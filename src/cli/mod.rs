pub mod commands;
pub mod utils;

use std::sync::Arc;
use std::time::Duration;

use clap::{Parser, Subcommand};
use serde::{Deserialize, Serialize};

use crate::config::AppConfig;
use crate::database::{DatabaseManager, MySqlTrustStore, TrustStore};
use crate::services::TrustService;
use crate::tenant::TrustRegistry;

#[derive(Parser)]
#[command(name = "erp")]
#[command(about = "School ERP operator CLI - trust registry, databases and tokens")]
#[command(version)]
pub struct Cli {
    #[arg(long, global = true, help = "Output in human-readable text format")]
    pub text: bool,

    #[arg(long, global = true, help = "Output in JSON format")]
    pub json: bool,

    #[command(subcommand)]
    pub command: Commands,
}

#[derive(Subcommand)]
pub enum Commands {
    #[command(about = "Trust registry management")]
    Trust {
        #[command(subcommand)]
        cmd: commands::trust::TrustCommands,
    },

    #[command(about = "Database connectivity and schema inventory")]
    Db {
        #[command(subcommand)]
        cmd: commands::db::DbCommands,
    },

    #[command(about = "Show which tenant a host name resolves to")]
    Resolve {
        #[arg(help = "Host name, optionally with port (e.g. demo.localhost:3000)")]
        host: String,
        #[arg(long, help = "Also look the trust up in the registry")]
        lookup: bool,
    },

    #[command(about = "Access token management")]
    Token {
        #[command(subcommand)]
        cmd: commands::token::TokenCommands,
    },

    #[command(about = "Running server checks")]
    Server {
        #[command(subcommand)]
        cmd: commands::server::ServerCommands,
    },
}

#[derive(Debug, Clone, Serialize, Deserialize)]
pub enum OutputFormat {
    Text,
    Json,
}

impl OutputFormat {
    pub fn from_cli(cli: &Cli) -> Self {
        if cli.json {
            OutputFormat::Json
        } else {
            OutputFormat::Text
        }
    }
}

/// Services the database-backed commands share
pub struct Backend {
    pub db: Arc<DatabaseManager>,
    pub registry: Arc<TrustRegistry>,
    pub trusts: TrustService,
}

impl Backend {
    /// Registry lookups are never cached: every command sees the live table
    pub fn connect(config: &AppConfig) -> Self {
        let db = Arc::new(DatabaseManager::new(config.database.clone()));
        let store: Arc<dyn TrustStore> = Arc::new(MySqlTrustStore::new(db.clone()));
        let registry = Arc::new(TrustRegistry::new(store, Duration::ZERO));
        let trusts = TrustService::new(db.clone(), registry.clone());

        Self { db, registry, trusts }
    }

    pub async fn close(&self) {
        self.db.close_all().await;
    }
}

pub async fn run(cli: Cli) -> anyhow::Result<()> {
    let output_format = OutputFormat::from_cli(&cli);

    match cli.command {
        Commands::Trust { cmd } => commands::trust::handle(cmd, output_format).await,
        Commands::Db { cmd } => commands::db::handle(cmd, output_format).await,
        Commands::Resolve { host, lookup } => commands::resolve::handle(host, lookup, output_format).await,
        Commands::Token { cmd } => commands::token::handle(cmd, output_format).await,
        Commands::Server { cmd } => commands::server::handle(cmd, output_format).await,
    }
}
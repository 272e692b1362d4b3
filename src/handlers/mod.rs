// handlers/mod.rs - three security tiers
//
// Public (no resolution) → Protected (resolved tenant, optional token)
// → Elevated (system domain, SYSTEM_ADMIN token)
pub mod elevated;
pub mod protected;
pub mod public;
----
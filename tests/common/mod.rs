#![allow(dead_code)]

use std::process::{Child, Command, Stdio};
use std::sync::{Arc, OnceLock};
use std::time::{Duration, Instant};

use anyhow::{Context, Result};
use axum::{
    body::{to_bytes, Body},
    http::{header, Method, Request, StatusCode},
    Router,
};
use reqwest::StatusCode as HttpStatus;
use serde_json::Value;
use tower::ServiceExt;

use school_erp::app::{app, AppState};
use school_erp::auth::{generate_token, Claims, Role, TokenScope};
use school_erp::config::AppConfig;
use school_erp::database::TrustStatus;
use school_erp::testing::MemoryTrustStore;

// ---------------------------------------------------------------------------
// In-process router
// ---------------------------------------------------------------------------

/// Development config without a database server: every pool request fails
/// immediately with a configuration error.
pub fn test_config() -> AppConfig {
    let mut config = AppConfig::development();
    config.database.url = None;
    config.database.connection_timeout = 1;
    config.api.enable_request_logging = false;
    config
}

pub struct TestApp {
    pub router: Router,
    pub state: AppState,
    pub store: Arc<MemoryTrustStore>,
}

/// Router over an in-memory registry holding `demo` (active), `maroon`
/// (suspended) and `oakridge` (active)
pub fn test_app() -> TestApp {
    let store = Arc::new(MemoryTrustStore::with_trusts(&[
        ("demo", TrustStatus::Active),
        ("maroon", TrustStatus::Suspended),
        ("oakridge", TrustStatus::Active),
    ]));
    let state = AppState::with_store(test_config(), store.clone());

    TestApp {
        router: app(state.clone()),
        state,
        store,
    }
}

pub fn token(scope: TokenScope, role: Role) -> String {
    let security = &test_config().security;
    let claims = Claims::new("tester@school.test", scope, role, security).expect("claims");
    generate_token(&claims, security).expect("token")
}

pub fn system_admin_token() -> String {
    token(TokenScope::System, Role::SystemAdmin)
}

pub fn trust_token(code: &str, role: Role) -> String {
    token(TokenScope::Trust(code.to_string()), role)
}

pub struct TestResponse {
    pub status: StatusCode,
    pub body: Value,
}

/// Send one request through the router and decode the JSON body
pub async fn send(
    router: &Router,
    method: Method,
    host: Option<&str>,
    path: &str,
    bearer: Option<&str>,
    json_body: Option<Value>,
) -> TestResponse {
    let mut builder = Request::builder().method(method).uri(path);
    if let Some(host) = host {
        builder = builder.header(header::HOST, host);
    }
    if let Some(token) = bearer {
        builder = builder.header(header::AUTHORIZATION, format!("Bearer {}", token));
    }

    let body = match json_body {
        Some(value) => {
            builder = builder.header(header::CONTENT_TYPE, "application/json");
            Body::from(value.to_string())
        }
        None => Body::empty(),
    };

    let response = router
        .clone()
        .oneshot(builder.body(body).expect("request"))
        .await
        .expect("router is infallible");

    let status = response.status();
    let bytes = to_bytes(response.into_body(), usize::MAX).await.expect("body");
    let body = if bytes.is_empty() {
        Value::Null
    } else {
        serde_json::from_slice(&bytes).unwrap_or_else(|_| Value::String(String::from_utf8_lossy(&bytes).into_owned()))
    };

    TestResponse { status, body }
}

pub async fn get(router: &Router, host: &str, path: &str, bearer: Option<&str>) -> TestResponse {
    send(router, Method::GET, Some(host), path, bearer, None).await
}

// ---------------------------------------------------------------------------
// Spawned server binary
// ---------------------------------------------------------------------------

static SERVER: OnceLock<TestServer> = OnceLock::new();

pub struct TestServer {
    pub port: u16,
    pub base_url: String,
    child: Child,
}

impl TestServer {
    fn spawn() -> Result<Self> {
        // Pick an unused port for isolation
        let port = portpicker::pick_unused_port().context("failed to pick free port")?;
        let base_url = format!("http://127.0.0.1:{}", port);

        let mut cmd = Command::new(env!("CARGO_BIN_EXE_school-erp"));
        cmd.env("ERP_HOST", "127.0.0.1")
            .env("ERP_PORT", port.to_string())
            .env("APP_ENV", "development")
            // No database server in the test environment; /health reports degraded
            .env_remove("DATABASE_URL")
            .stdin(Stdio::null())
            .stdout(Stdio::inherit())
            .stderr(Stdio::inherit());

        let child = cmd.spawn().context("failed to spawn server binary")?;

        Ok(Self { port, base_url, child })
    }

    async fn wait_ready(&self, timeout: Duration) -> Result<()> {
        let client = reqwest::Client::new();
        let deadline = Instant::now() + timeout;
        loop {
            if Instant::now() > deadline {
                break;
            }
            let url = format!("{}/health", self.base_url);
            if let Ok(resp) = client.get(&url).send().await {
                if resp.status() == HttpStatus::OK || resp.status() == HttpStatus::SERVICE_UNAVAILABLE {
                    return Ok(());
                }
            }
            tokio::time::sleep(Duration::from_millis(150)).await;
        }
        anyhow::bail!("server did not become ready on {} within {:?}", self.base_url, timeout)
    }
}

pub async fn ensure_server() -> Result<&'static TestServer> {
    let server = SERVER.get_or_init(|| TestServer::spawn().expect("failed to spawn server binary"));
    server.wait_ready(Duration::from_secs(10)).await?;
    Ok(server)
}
----
**EXERCISE OBJECTIVE**
From the records above, how many lines include the word "Result"? Only the number is wanted.

**EXERCISE SOLUTION**
5